Selon les travaux du physicien P. W. Bridgman la signification de chaque terme scientifique doit pouvoir être déterminée en spécifiant une opération de vérification bien définie qui lui fournit un critère d’application. De tels critères sont souvent appelés définitions opératoires. Le but des définitions opératoires est d’assurer la testabilité objective de tous les énoncés scientifiques.
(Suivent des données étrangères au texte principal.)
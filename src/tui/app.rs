//! Debugger application state and logic.

use crate::{Machine, Program};
use std::collections::HashSet;

/// Debugger application state.
pub struct DebuggerApp {
    /// The machine being debugged.
    pub machine: Machine,
    /// Breakpoints (by instruction index).
    pub breakpoints: HashSet<usize>,
    /// Is the debugger running continuously?
    pub running: bool,
    /// Should we quit?
    pub should_quit: bool,
    /// Status message to display.
    pub status: String,
    /// Output view scroll offset.
    pub output_scroll: usize,
}

impl DebuggerApp {
    /// Create a new debugger with a loaded program.
    pub fn new(program: Program) -> Self {
        Self {
            machine: Machine::new(program),
            breakpoints: HashSet::new(),
            running: false,
            should_quit: false,
            status: "Ready. Press 's' to step, 'r' to run, 'q' to quit.".into(),
            output_scroll: 0,
        }
    }

    /// Step one instruction.
    pub fn step(&mut self) {
        if !self.machine.is_running() {
            self.status = format!("Machine stopped: {:?}", self.machine.state);
            self.running = false;
            return;
        }

        match self.machine.step() {
            Ok(step) => {
                self.status = step.to_string();
            }
            Err(e) => {
                self.status = format!("Error: {}", e);
                self.running = false;
            }
        }
    }

    /// Run until end, breakpoint, or error.
    pub fn run(&mut self) {
        self.running = true;
        self.status = "Running...".into();
    }

    /// Run one iteration of continuous execution.
    pub fn tick(&mut self) {
        if !self.running {
            return;
        }

        if !self.machine.is_running() {
            self.running = false;
            self.status = format!("{:?} after {} steps", self.machine.state, self.machine.steps);
            return;
        }

        self.step();

        // Stop on arriving at a breakpoint, not on leaving one
        let pc = self.machine.pc();
        if self.running && self.machine.is_running() && self.breakpoints.contains(&pc) {
            self.running = false;
            self.status = format!("Breakpoint at {:03}", pc);
        }
    }

    /// Toggle breakpoint at the current instruction.
    pub fn toggle_breakpoint(&mut self) {
        let pc = self.machine.pc();
        if self.breakpoints.remove(&pc) {
            self.status = format!("Removed breakpoint at {:03}", pc);
        } else {
            self.breakpoints.insert(pc);
            self.status = format!("Set breakpoint at {:03}", pc);
        }
    }

    /// Reset the machine to its initial state.
    pub fn reset(&mut self) {
        self.machine.reset();
        self.running = false;
        self.output_scroll = 0;
        self.status = "Reset. Ready.".into();
    }

    /// Apply a key press.
    pub fn handle_key(&mut self, code: crossterm::event::KeyCode) {
        use crossterm::event::KeyCode;

        match code {
            KeyCode::Char('q') => self.should_quit = true,
            KeyCode::Char('s') => {
                self.running = false;
                self.step();
            }
            KeyCode::Char('r') => self.run(),
            KeyCode::Char('p') => {
                self.running = false;
                self.status = "Paused.".into();
            }
            KeyCode::Char('b') => self.toggle_breakpoint(),
            KeyCode::Char('x') => self.reset(),
            KeyCode::Up => {
                self.output_scroll = self.output_scroll.saturating_sub(1);
            }
            KeyCode::Down => {
                if self.output_scroll + 1 < self.machine.output().len() {
                    self.output_scroll += 1;
                }
            }
            _ => {}
        }
    }

    /// Source view around the current instruction: labels get their own
    /// rows with no index; the flag marks the current instruction.
    pub fn get_listing(&self, lines: usize) -> Vec<(Option<usize>, String, bool)> {
        let program = self.machine.program();
        let pc = self.machine.pc();

        let mut rows = Vec::new();
        let mut current_row = 0;
        for index in 0..=program.len() {
            for name in program.labels().names_at(index) {
                rows.push((None, format!("{}:", name), false));
            }
            if let Some(stmt) = program.get(index) {
                if index == pc {
                    current_row = rows.len();
                }
                let text = match &stmt.instruction {
                    Ok(instr) => instr.to_string(),
                    Err(_) => format!("{}  ; ???", stmt.text),
                };
                rows.push((Some(index), text, index == pc));
            }
        }

        let start = current_row.saturating_sub(lines / 2);
        rows.into_iter().skip(start).take(lines).collect()
    }
}

/// Run the debugger with a program.
pub fn run_debugger(program: Program) -> std::io::Result<()> {
    use crossterm::{
        terminal::{disable_raw_mode, enable_raw_mode, EnterAlternateScreen, LeaveAlternateScreen},
        ExecutableCommand,
    };
    use ratatui::prelude::*;
    use std::io::stdout;

    // Setup terminal
    enable_raw_mode()?;
    stdout().execute(EnterAlternateScreen)?;

    let result = Terminal::new(CrosstermBackend::new(stdout()))
        .and_then(|mut terminal| event_loop(&mut terminal, DebuggerApp::new(program)));

    // Restore terminal whether or not the loop failed
    let restored = disable_raw_mode().and_then(|_| stdout().execute(LeaveAlternateScreen).map(|_| ()));

    result.and(restored)
}

fn event_loop<B: ratatui::backend::Backend>(
    terminal: &mut ratatui::Terminal<B>,
    mut app: DebuggerApp,
) -> std::io::Result<()> {
    use crossterm::event::{self, Event, KeyEventKind};
    use std::time::Duration;

    loop {
        terminal.draw(|frame| {
            super::ui::draw(frame, &app);
        })?;

        if event::poll(Duration::from_millis(50))? {
            if let Event::Key(key) = event::read()? {
                if key.kind == KeyEventKind::Press {
                    app.handle_key(key.code);
                }
            }
        }

        if app.running {
            app.tick();
        }

        if app.should_quit {
            return Ok(());
        }
    }
}

#[cfg(test)]
mod tests {
    use super::*;
    use crate::{load, MachineState, Register};

    fn app(source: &str) -> DebuggerApp {
        DebuggerApp::new(load(source).unwrap())
    }

    #[test]
    fn test_step_updates_status() {
        let mut app = app("mov a, 2\nend");
        app.step();
        assert_eq!(app.machine.register(Register::A), 2);
        assert!(app.status.contains("mov A, 2"));
    }

    #[test]
    fn test_run_stops_at_breakpoint() {
        let mut app = app("inc a\ninc a\ninc a\nend");
        app.breakpoints.insert(2);
        app.run();
        for _ in 0..10 {
            app.tick();
        }
        assert!(!app.running);
        assert_eq!(app.machine.pc(), 2);
        assert_eq!(app.machine.register(Register::A), 2);
    }

    #[test]
    fn test_run_to_end() {
        let mut app = app("inc a\nend");
        app.run();
        for _ in 0..5 {
            app.tick();
        }
        assert!(!app.running);
        assert_eq!(app.machine.state, MachineState::Ended(crate::EndKind::Explicit));
    }

    #[test]
    fn test_toggle_breakpoint() {
        let mut app = app("end");
        app.toggle_breakpoint();
        assert!(app.breakpoints.contains(&0));
        app.toggle_breakpoint();
        assert!(app.breakpoints.is_empty());
    }

    #[test]
    fn test_key_bindings() {
        use crossterm::event::KeyCode;

        let mut app = app("prnt a\ninc a\nprnt a\nend");
        app.handle_key(KeyCode::Char('s'));
        app.handle_key(KeyCode::Char('b'));
        assert!(app.breakpoints.contains(&1));

        app.handle_key(KeyCode::Char('r'));
        assert!(app.running);
        app.handle_key(KeyCode::Char('p'));
        assert!(!app.running);

        app.handle_key(KeyCode::Char('s'));
        app.handle_key(KeyCode::Char('s'));
        app.handle_key(KeyCode::Down);
        app.handle_key(KeyCode::Down);
        assert_eq!(app.output_scroll, 1);
        app.handle_key(KeyCode::Up);
        assert_eq!(app.output_scroll, 0);

        app.handle_key(KeyCode::Char('x'));
        assert_eq!(app.machine.pc(), 0);
        assert!(!app.should_quit);
        app.handle_key(KeyCode::Char('q'));
        assert!(app.should_quit);
    }

    #[test]
    fn test_listing_marks_current() {
        let mut app = app("mov a, 1\nloop:\ninc a\njmp loop");
        app.step();
        let rows = app.get_listing(10);

        assert_eq!(rows.len(), 4);
        assert_eq!(rows[1], (None, "loop:".to_string(), false));
        assert_eq!(rows[2], (Some(1), "inc A".to_string(), true));
    }
}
Un terme scientifique doit ainsi permette de dériver des implications vérifiables sans équivoque à partir des hypothèses où ces termes figurent.
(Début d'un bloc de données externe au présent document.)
//! Line tokenizer.
//!
//! Syntax:
//! ```text
//! ; Comment
//! loop:            ; Define a label (anything after the colon is ignored)
//!     mov a, 5     ; Mnemonic followed by up to two operands
//!     add a,b      ; Operands split on whitespace, commas or tabs
//!     jne loop
//! ```

/// Character that starts a comment running to the end of the line.
pub const COMMENT: char = ';';

/// Character that terminates a label name.
pub const LABEL_TERMINATOR: char = ':';

/// Maximum number of operands kept after the mnemonic.
pub const MAX_OPERANDS: usize = 2;

/// A tokenized source line.
#[derive(Debug, Clone, PartialEq, Eq)]
pub enum Line<'a> {
    /// Nothing but whitespace and comments.
    Blank,
    /// A label definition, with the name trimmed of surrounding whitespace.
    Label(&'a str),
    /// An instruction.
    Instruction(Tokens<'a>),
}

/// Mnemonic plus operand tokens of an instruction line.
#[derive(Debug, Clone, PartialEq, Eq)]
pub struct Tokens<'a> {
    pub mnemonic: &'a str,
    operands: [Option<&'a str>; MAX_OPERANDS],
    /// Number of trailing tokens dropped past the operand limit.
    pub dropped: usize,
}

impl<'a> Tokens<'a> {
    /// The operand at `position` (0 or 1), if present.
    pub fn operand(&self, position: usize) -> Option<&'a str> {
        self.operands.get(position).copied().flatten()
    }

    /// Number of operands kept.
    pub fn operand_count(&self) -> usize {
        self.operands.iter().filter(|op| op.is_some()).count()
    }
}

/// Check whether `c` separates tokens.
pub fn is_delimiter(c: char) -> bool {
    c == ',' || c.is_whitespace()
}

/// Strip a trailing comment from a line.
pub fn strip_comment(line: &str) -> &str {
    match line.find(COMMENT) {
        Some(idx) => &line[..idx],
        None => line,
    }
}

/// Tokenize one raw source line.
///
/// Tokens past the mnemonic and [`MAX_OPERANDS`] operands are dropped rather
/// than rejected; [`Tokens::dropped`] counts them.
pub fn tokenize(line: &str) -> Line<'_> {
    let line = strip_comment(line);

    if let Some(idx) = line.find(LABEL_TERMINATOR) {
        return Line::Label(line[..idx].trim());
    }

    let mut parts = line.split(is_delimiter).filter(|part| !part.is_empty());

    let mnemonic = match parts.next() {
        Some(m) => m,
        None => return Line::Blank,
    };

    let mut operands = [None; MAX_OPERANDS];
    for slot in operands.iter_mut() {
        *slot = parts.next();
    }

    Line::Instruction(Tokens {
        mnemonic,
        operands,
        dropped: parts.count(),
    })
}

#[cfg(test)]
mod tests {
    use super::*;
    use proptest::prelude::*;

    fn instruction(line: &str) -> Tokens<'_> {
        match tokenize(line) {
            Line::Instruction(tokens) => tokens,
            other => panic!("expected instruction, got {:?}", other),
        }
    }

    #[test]
    fn test_blank_lines() {
        assert_eq!(tokenize(""), Line::Blank);
        assert_eq!(tokenize("   \t  "), Line::Blank);
        assert_eq!(tokenize("; only a comment"), Line::Blank);
        assert_eq!(tokenize("  , ,  "), Line::Blank);
    }

    #[test]
    fn test_label_line() {
        assert_eq!(tokenize("loop:"), Line::Label("loop"));
        assert_eq!(tokenize("  done:   ; trailing"), Line::Label("done"));
        assert_eq!(tokenize("start: mov a, 1"), Line::Label("start"));
    }

    #[test]
    fn test_colon_inside_comment_is_not_a_label() {
        let tokens = instruction("inc a ; note: not a label");
        assert_eq!(tokens.mnemonic, "inc");
        assert_eq!(tokens.operand(0), Some("a"));
    }

    #[test]
    fn test_flexible_delimiters() {
        for line in ["mov a, 5", "mov a,5", "mov\ta\t5", "  mov  a ,, 5  "] {
            let tokens = instruction(line);
            assert_eq!(tokens.mnemonic, "mov", "line {:?}", line);
            assert_eq!(tokens.operand(0), Some("a"), "line {:?}", line);
            assert_eq!(tokens.operand(1), Some("5"), "line {:?}", line);
            assert_eq!(tokens.dropped, 0);
        }
    }

    #[test]
    fn test_missing_operands() {
        let tokens = instruction("ret");
        assert_eq!(tokens.operand_count(), 0);
        assert_eq!(tokens.operand(0), None);
        assert_eq!(tokens.operand(1), None);
    }

    #[test]
    fn test_extra_tokens_are_dropped() {
        let tokens = instruction("add a, b, c, d");
        assert_eq!(tokens.mnemonic, "add");
        assert_eq!(tokens.operand(0), Some("a"));
        assert_eq!(tokens.operand(1), Some("b"));
        assert_eq!(tokens.dropped, 2);
    }

    proptest! {
        #[test]
        fn prop_never_more_than_two_operands(words in prop::collection::vec("[a-z0-9]{1,4}", 1..8)) {
            let line = words.join(", ");
            let tokens = instruction(&line);
            prop_assert_eq!(tokens.mnemonic, words[0].as_str());
            prop_assert!(tokens.operand_count() <= MAX_OPERANDS);
            prop_assert_eq!(1 + tokens.operand_count() + tokens.dropped, words.len());
        }

        #[test]
        fn prop_comment_text_is_ignored(comment in "[ -~]{0,20}") {
            let line = format!("inc b ;{}", comment);
            let tokens = instruction(&line);
            prop_assert_eq!(tokens.mnemonic, "inc");
            prop_assert_eq!(tokens.operand(0), Some("b"));
            prop_assert_eq!(tokens.operand_count(), 1);
        }
    }
}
Par exemple une version opérationaliste explicite de la définition de l’aimant pourrait être :

« Un aimant peut être une barre de fer ou d’acier qui attire à ses extrémités des grains de limaille de fer ». Mais il peut être également autrechose.

Ou, autrement formulé :

« Si des grains de limaille de fer sont attirés par les extrémités d’une barre de fer ou d’acier, alors cette barre est un aimant ».

RELATIONS AVEC LE LOGICISME

Quelles relations établir entre ces trois types de définitions et le logicisme ?
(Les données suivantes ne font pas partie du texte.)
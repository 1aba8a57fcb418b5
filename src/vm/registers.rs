//! The register file.
//!
//! The machine has four general-purpose registers, A through D, each holding
//! a signed 32-bit integer. Registers are addressed by the [`Register`]
//! identifier rather than by position so an operand can name any of them
//! without aliasing another.

use serde::{Serialize, Deserialize};
use std::fmt;

/// A register identifier.
#[derive(Debug, Clone, Copy, PartialEq, Eq, Hash, Serialize, Deserialize)]
pub enum Register {
    A,
    B,
    C,
    D,
}

impl Register {
    /// All registers in report order.
    pub const ALL: [Register; 4] = [Register::A, Register::B, Register::C, Register::D];

    /// Parse a register name, ignoring case.
    ///
    /// Returns `None` for anything that is not exactly one of `a`, `b`, `c`, `d`.
    pub fn parse(token: &str) -> Option<Self> {
        match token {
            "a" | "A" => Some(Register::A),
            "b" | "B" => Some(Register::B),
            "c" | "C" => Some(Register::C),
            "d" | "D" => Some(Register::D),
            _ => None,
        }
    }

    /// The single-letter name of the register.
    pub fn name(self) -> char {
        match self {
            Register::A => 'A',
            Register::B => 'B',
            Register::C => 'C',
            Register::D => 'D',
        }
    }

    #[inline]
    fn index(self) -> usize {
        self as usize
    }
}

impl fmt::Display for Register {
    fn fmt(&self, f: &mut fmt::Formatter<'_>) -> fmt::Result {
        write!(f, "{}", self.name())
    }
}

/// The register file: one `i32` slot per [`Register`].
#[derive(Clone, Copy, Debug, Default, PartialEq, Eq, Serialize, Deserialize)]
pub struct RegisterFile {
    values: [i32; 4],
}

impl RegisterFile {
    /// Create a register file with every register zeroed.
    pub fn new() -> Self {
        Self { values: [0; 4] }
    }

    /// Reset all registers to zero.
    pub fn reset(&mut self) {
        self.values = [0; 4];
    }

    /// Read a register.
    #[inline]
    pub fn get(&self, reg: Register) -> i32 {
        self.values[reg.index()]
    }

    /// Write a register.
    #[inline]
    pub fn set(&mut self, reg: Register, value: i32) {
        self.values[reg.index()] = value;
    }

    /// Replace a register's value with `f(old)`.
    pub fn update(&mut self, reg: Register, f: impl FnOnce(i32) -> i32) {
        let slot = &mut self.values[reg.index()];
        *slot = f(*slot);
    }

    /// Values of A, B, C, D in that order.
    pub fn snapshot(&self) -> [i32; 4] {
        self.values
    }
}

#[cfg(test)]
mod tests {
    use super::*;

    #[test]
    fn test_parse_is_case_insensitive() {
        assert_eq!(Register::parse("a"), Some(Register::A));
        assert_eq!(Register::parse("D"), Some(Register::D));
        assert_eq!(Register::parse("e"), None);
        assert_eq!(Register::parse("ab"), None);
        assert_eq!(Register::parse(""), None);
    }

    #[test]
    fn test_registers_start_zeroed() {
        let regs = RegisterFile::new();
        for reg in Register::ALL {
            assert_eq!(regs.get(reg), 0);
        }
    }

    #[test]
    fn test_registers_do_not_alias() {
        let mut regs = RegisterFile::new();
        regs.set(Register::B, 7);
        regs.update(Register::C, |v| v - 3);

        assert_eq!(regs.snapshot(), [0, 7, -3, 0]);
    }

    #[test]
    fn test_reset() {
        let mut regs = RegisterFile::new();
        regs.set(Register::A, 42);
        regs.reset();
        assert_eq!(regs.get(Register::A), 0);
    }
}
Question 1. Comment articuler la réflexion de Hempel sur la formulation des concepts et la façon dont le logicisme présente les démonstrations sous forme de schématisations ?

La question de la formation des concepts nous semble s’organiser selon un axe perpendiculaire aux chaînages des démonstrations du logicisme et constituer un aspect complémentaire, indispensable, des démonstrations, une question en effet peu abordée par le logicisme. Cette question touche à la fois les définitions descriptives et les définitions stipulatives.

Question 2. L’analogie que l’on constate entre les définitions dites opératoires et les formulations dites de transfert d’attribut du logicisme révèle-t-elle une situation épistémologique identique ?

La définition opératoire peut prendre une forme si Pi alors Pi+1 comparable à celle introduite par le logicisme (cf. ci-dessus). Cette définition permet de tester la pertinence d’une définition descriptive sur la réalité.

D’où cette question :

La définition opératoire : « Si des grains de limaille de fer sont attirés par les extrémités d’une barre de fer ou d’acier, alors cette barre est un aimant ».

Est-elle formellement identique au transfert d’attribut :

« Si j’observe un gros oiseau sur une main gantée alors il s’agit d’un faucon »

ou autrement formulé :

« Un faucon peut être un gros oiseau sur une main gantée » ? Mais il peut être également autrechose.

Ces formulations permettent effectivement de procéder à des tests de validation ou d’invalidation sur des corpus de références divers, une situation qui renforce l’analogie constatée entre définition opératoire et logique du transfert d’attribut.

Question 3. La nécessité d’introduire des préconcepts sans définition (termes primitifs) à l’origine des chaînes de définitions des concepts (définitions descriptives) se retrouve-t-elle dans les chaînes d’inférence du logicisme ?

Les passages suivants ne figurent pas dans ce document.